**INPUT DATA:**
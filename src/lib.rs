// Copyright 2024 Saptak Santra
//
// Licensed under the Apache License, Version 2.0 (the "License");
// you may not use this file except in compliance with the License.
// You may obtain a copy of the License at
//
//     http://www.apache.org/licenses/LICENSE-2.0
//
// Unless required by applicable law or agreed to in writing, software
// distributed under the License is distributed on an "AS IS" BASIS,
// WITHOUT WARRANTIES OR CONDITIONS OF ANY KIND, either express or implied.
// See the License for the specific language governing permissions and
// limitations under the License.

//! Archetype ECS - High-performance Entity Component System
//!
//! Production-ready ECS with parallel scheduler.

pub mod archetype;
mod archetype_manager;
pub mod command;
pub mod component;
pub mod entity;
pub mod error;
pub mod event;
pub mod event_bus;
pub mod query;
pub mod registry;
pub mod rng;
pub mod validation;
pub mod world;

pub mod executor;
pub mod prelude;
pub mod schedule;
pub mod system;

// Re-exports for convenience
pub use archetype::Archetype;
pub use command::CommandBuffer;
pub use component::{Bundle, Component};
pub use entity::EntityId;
pub use error::{EcsError, Result};
pub use query::{Entity, Fetch, FetchMut, Query, QueryCacheStats, QueryDescriptor, QueryFilter, QueryMut, With, Without};
pub use registry::{ComponentId, ComponentRegistry};
pub use world::{MemoryStats, World, WorldConfig};

pub use executor::{Executor, SystemProfiler};
pub use schedule::{Schedule, Stage};
pub use system::{BoxedSystem, System, SystemAccess, SystemId};
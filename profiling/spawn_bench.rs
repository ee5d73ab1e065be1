//! Manual profiling entry point: spawns entities under the `profiling`
//! feature's `tracing` instrumentation and writes a trace file, for
//! inspecting archetype-creation/entity-spawn timing outside of the
//! criterion benches in `benches/`, which measure throughput but don't
//! capture a trace.

use std::fs::File;
use std::time::Instant;

use archetype_ecs::World;

#[derive(Debug, Clone)]
struct Position(f32, f32, f32);

#[derive(Debug, Clone)]
struct Velocity(f32, f32, f32);

#[derive(Debug, Clone)]
struct Health(u32);

fn main() {
    let file = File::create("trace.json").expect("create trace.json");
    let (non_blocking, _guard) = tracing_appender::non_blocking(file);
    tracing_subscriber::fmt()
        .with_writer(non_blocking)
        .with_ansi(false)
        .with_max_level(tracing::Level::TRACE)
        .init();

    let mut world = World::new();

    for _ in 0..1000 {
        world.spawn_bundle((Position(1.0, 2.0, 3.0), Velocity(1.0, 0.0, 0.0))).unwrap();
    }

    let start = Instant::now();
    for _ in 0..10_000 {
        world
            .spawn_bundle((Position(1.0, 2.0, 3.0), Velocity(1.0, 0.0, 0.0), Health(100)))
            .unwrap();
    }
    println!("Spawn 10k entities: {:?}", start.elapsed());
}
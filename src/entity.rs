// Copyright 2024 Saptak Santra
//
// Licensed under the Apache License, Version 2.0 (the "License");
// you may not use this file except in compliance with the License.
// You may obtain a copy of the License at
//
//     http://www.apache.org/licenses/LICENSE-2.0
//
// Unless required by applicable law or agreed to in writing, software
// distributed under the License is distributed on an "AS IS" BASIS,
// WITHOUT WARRANTIES OR CONDITIONS OF ANY KIND, either express or implied.
// See the License for the specific language governing permissions and
// limitations under the License.

//! Entity identifiers and location metadata.
//!
//! `EntityId` is a `(id, version)` value handle. Rather than hand-rolling a
//! free-list allocator, it is backed by `slotmap`'s generational key type,
//! which already implements exactly this algorithm (recycle freed slots,
//! bump a generation counter on reuse) and is an existing dependency of
//! this crate.

use slotmap::{Key, KeyData};

slotmap::new_key_type! {
    /// Unique entity identifier backed by slotmap's generational keys.
    pub struct EntityId;
}

impl EntityId {
    /// The null entity: never alive. Built from `idx = u32::MAX`, the same
    /// out-of-range slot `slotmap::KeyData::null()` reserves for its own
    /// default key, so it can never be bit-identical to a real, freshly
    /// allocated slot (those start at `idx = 0`).
    pub const NULL: EntityId = EntityId(KeyData::from_ffi((1u64 << 32) | u32::MAX as u64));

    /// 32-bit slot index component of the handle.
    pub fn id(self) -> u32 {
        (self.data().as_ffi() & 0xFFFF_FFFF) as u32
    }

    /// 32-bit generation/version component of the handle. Incremented
    /// every time the slot is recycled.
    pub fn version(self) -> u32 {
        (self.data().as_ffi() >> 32) as u32
    }

    pub fn is_null(self) -> bool {
        self == Self::NULL
    }
}

/// Entity location in archetype storage: which archetype, which chunk,
/// which slot within the chunk.
#[derive(Debug, Clone, Copy, PartialEq, Eq)]
pub struct EntityLocation {
    pub archetype_index: usize,
    pub chunk: usize,
    pub slot: usize,
}

#[cfg(test)]
mod tests {
    use super::*;
    use slotmap::SlotMap;

    #[test]
    fn null_entity_never_collides_with_a_real_slot() {
        assert_eq!(EntityId::NULL.id(), u32::MAX);
        assert!(EntityId::NULL.is_null());

        let mut map: SlotMap<EntityId, ()> = SlotMap::with_key();
        let first = map.insert(());
        assert_ne!(first, EntityId::NULL);
        assert!(!first.is_null());
    }

    #[test]
    fn recycled_slot_gets_a_larger_version() {
        let mut map: SlotMap<EntityId, ()> = SlotMap::with_key();
        let e1 = map.insert(());
        map.remove(e1);
        let e2 = map.insert(());
        assert_eq!(e1.id(), e2.id(), "slot should be recycled");
        assert!(e2.version() > e1.version());
    }
}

**WHAT TO WORK ON:** Copy each line of the material where "filename" is found.

**FINISHED EXERCISE:**
filename src/lib.rs
filename profiling/spawn_bench.rs
filename src/entity.rs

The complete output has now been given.